Australian bus company

Delwood Coaches was an Australian bus company operating services in Granville, Western Sydney.

==History==
Delwood Coaches was founded as Delwood Bus Company in 1958 by Jim Newport and Carl Tattam. Newport later bought Tattam's share. In June 1958, the company purchased two routes from Trailer Tours, which was the tour and charter company of Parramatta-Ryde Bus Service.

Jim Newport, in partnership with Roger Graham and Dick Rowe, also operated Campbelltown Transit. By 1970, Rowe had taken full ownership of Campbelltown Transit.

Delwood Bus Company acquired a number of bus companies in the 1970s. The first were Granville Bus Company and Lidcombe Bus Company from Webb Bros in 1970/71. Route 59 of Lidcombe Bus Company was eventually sold to Drummond Transit in July 1974. The next was Parramatta-Villawood Bus Service from Fred Bowman and Dick Rowe in January 1978. This excluded route 97 which was discontinued. These companies later operated as Delwood Coaches.

In February 1980, Bankstown-Parramatta Bus Lines, a joint venture between Delwood Bus Company and Chester Hill-Bankstown Bus Service, commenced operation of Red Arrow route 320. The Chester Hill-Bankstown share was passed to Auburn Bus Service in 1986.

In July 1987, Delwood Coaches renumbered their routes to the Sydney Region Route Number System:
- 902: Parramatta station to Villawood via Granville
- 903: Parramatta station to South Granville via Granville
- 904: Granville station to South Granville
- 905: Granville station to South Granville
- 910: Parramatta station to Bankstown station via Granville (jointly operated with Auburn Bus Service)
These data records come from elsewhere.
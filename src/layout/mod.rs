//! Layout module: composing the final lines.
//!
//! Art widths are measured once while the art is parsed. Compositing is a
//! single pass over the info lines with no re-measuring.

mod compose;

pub use compose::{ArtLine, Compositor};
In May 1990, Delwood Coaches commenced an unnumbered service between Parramatta to Sydney Airport via Bankstown. In July 1990, Auburn Bus Service sold its share of 910 to Delwood, leaving Delwood Coaches as the sole operator of the route.
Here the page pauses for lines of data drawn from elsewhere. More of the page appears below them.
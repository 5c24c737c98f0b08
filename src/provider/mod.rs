//! Provider module: where metric values come from.
//!
//! The renderer never reads the system itself. It asks a [`Providers`]
//! implementation for plain snapshot structs and caches what it converted.
//!
//! - [`FixedProviders`]: a fixed snapshot, counting every query
//! - [`SystemProviders`]: live values from `sysinfo` and the environment
//!
//! Fields that may be missing on a platform are `Option`; a `None` makes the
//! line that references it disappear from the output.

mod fixed;
mod system;

pub use fixed::FixedProviders;
pub use system::SystemProviders;

use crate::config::DiskVolumeTypes;

/// Operating system identity.
#[derive(Debug, Clone, Default, PartialEq, Eq)]
pub struct OsInfo {
    /// Pretty distribution name (`Arch Linux`).
    pub name: String,
    /// Distribution id (`arch`).
    pub name_id: String,
    /// Version id (`24.04`).
    pub version_id: Option<String>,
    /// Version codename (`noble`).
    pub version_codename: Option<String>,
    /// Kernel name (`Linux`).
    pub kernel_name: String,
    /// Kernel release.
    pub kernel_version: String,
    /// Host name.
    pub hostname: String,
    /// Seconds since boot.
    pub uptime_secs: u64,
    /// Installed package summary.
    pub packages: Option<String>,
    /// Init system name.
    pub initsys_name: Option<String>,
    /// Init system version.
    pub initsys_version: Option<String>,
}

/// Machine identity, exposed as the `system` module.
#[derive(Debug, Clone, Default, PartialEq, Eq)]
pub struct HostInfo {
    /// Board or product vendor.
    pub vendor: String,
    /// Product name.
    pub name: String,
    /// Product version.
    pub version: String,
    /// CPU architecture (`x86_64`).
    pub arch: String,
}

/// The current user session.
#[derive(Debug, Clone, Default, PartialEq, Eq)]
pub struct UserInfo {
    /// Login name.
    pub name: String,
    /// Full shell path.
    pub shell_path: Option<String>,
    /// Shell name.
    pub shell_name: Option<String>,
    /// Shell version.
    pub shell_version: Option<String>,
    /// Desktop environment.
    pub de_name: Option<String>,
    /// Desktop environment version.
    pub de_version: Option<String>,
    /// Window manager.
    pub wm_name: Option<String>,
    /// Window manager version.
    pub wm_version: Option<String>,
    /// Terminal emulator.
    pub terminal_name: Option<String>,
    /// Terminal emulator version.
    pub terminal_version: Option<String>,
}

/// Processor summary. Frequencies are in GHz.
#[derive(Debug, Clone, Default, PartialEq)]
pub struct CpuInfo {
    /// Model name.
    pub name: String,
    /// Online logical processors.
    pub nproc: u64,
    /// Current frequency.
    pub freq_cur: f64,
    /// Maximum frequency.
    pub freq_max: f64,
    /// Minimum frequency.
    pub freq_min: f64,
    /// Firmware frequency limit.
    pub freq_bios_limit: f64,
    /// Package temperature in Celsius.
    pub temp_celsius: Option<f64>,
}

/// One graphics adapter.
#[derive(Debug, Clone, Default, PartialEq, Eq)]
pub struct GpuInfo {
    /// Device name.
    pub name: String,
    /// Short vendor name (`AMD`).
    pub vendor: String,
    /// Full vendor name.
    pub vendor_long: String,
}

/// RAM or swap usage in bytes.
#[derive(Debug, Clone, Copy, Default, PartialEq, Eq)]
pub struct MemoryInfo {
    /// Capacity.
    pub total: u64,
    /// In use.
    pub used: u64,
    /// Available.
    pub free: u64,
}

/// A mounted volume. Sizes are in bytes.
#[derive(Debug, Clone, Default, PartialEq, Eq)]
pub struct DiskInfo {
    /// Mount point.
    pub mountdir: String,
    /// Backing device.
    pub device: String,
    /// Filesystem type (`ext4`).
    pub fs_type: String,
    /// Capacity.
    pub total: u64,
    /// Available.
    pub free: u64,
    /// In use.
    pub used: u64,
    /// Volume classes.
    pub types: DiskVolumeTypes,
}

/// Battery state.
#[derive(Debug, Clone, Default, PartialEq)]
pub struct BatteryInfo {
    /// Charge percentage (0-100).
    pub percentage: f64,
    /// Charging status (`Discharging`).
    pub status: String,
    /// Cell technology (`Li-ion`).
    pub technology: String,
    /// Manufacturer.
    pub vendor: String,
    /// Model name.
    pub name: String,
    /// Temperature in Celsius.
    pub temp_celsius: Option<f64>,
}

/// Cursor theme.
#[derive(Debug, Clone, Default, PartialEq, Eq)]
pub struct ThemeInfo {
    /// Cursor theme name.
    pub cursor: Option<String>,
    /// Cursor size.
    pub cursor_size: Option<String>,
}

/// GTK theme for one toolkit version.
#[derive(Debug, Clone, Default, PartialEq, Eq)]
pub struct GtkThemeInfo {
    /// Theme name.
    pub name: Option<String>,
    /// Icon theme.
    pub icons: Option<String>,
    /// Font.
    pub font: Option<String>,
}

/// Source of every metric the template language can reference.
///
/// Implementations may cache their own lookups; [`Providers::clear_cache`] is
/// called at the start of every render.
pub trait Providers {
    /// Operating system identity.
    fn os(&mut self) -> OsInfo;
    /// Machine identity.
    fn host(&mut self) -> HostInfo;
    /// Current user session.
    fn user(&mut self) -> UserInfo;
    /// Processor.
    fn cpu(&mut self) -> CpuInfo;
    /// Graphics adapter by index, `None` if there is no such adapter.
    fn gpu(&mut self, index: u16) -> Option<GpuInfo>;
    /// Physical memory.
    fn ram(&mut self) -> MemoryInfo;
    /// Swap space.
    fn swap(&mut self) -> MemoryInfo;
    /// The volume mounted at `path`, `None` if nothing is mounted there.
    fn disk(&mut self, path: &str) -> Option<DiskInfo>;
    /// Every mounted volume.
    fn volumes(&mut self) -> Vec<DiskInfo>;
    /// Battery, `None` on machines without one.
    fn battery(&mut self) -> Option<BatteryInfo>;
    /// Cursor theme.
    fn theme(&mut self) -> ThemeInfo;
    /// GTK theme for toolkit `version`.
    fn gtk_theme(&mut self, version: u8) -> GtkThemeInfo;
    /// Drop cached lookups so the next query reads fresh values.
    fn clear_cache(&mut self);
}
In April 1992, Delwood Coaches sold out to Baxter's Bus Lines, with 32 buses and the Villawood depot. The Parramatta to Sydney Airport service was discontinued by Baxter's. The Villawood depot continued to be used by Baxter's until 2005, then Connex NSW (later Veolia) until 2012 when the new Veolia depot in Granville was completed.

==Fleet==
Delwood Coaches operated a fleet of 32 buses as of April 1992, all of which were sold to Baxter's Bus Lines. It had a white and dark blue livery.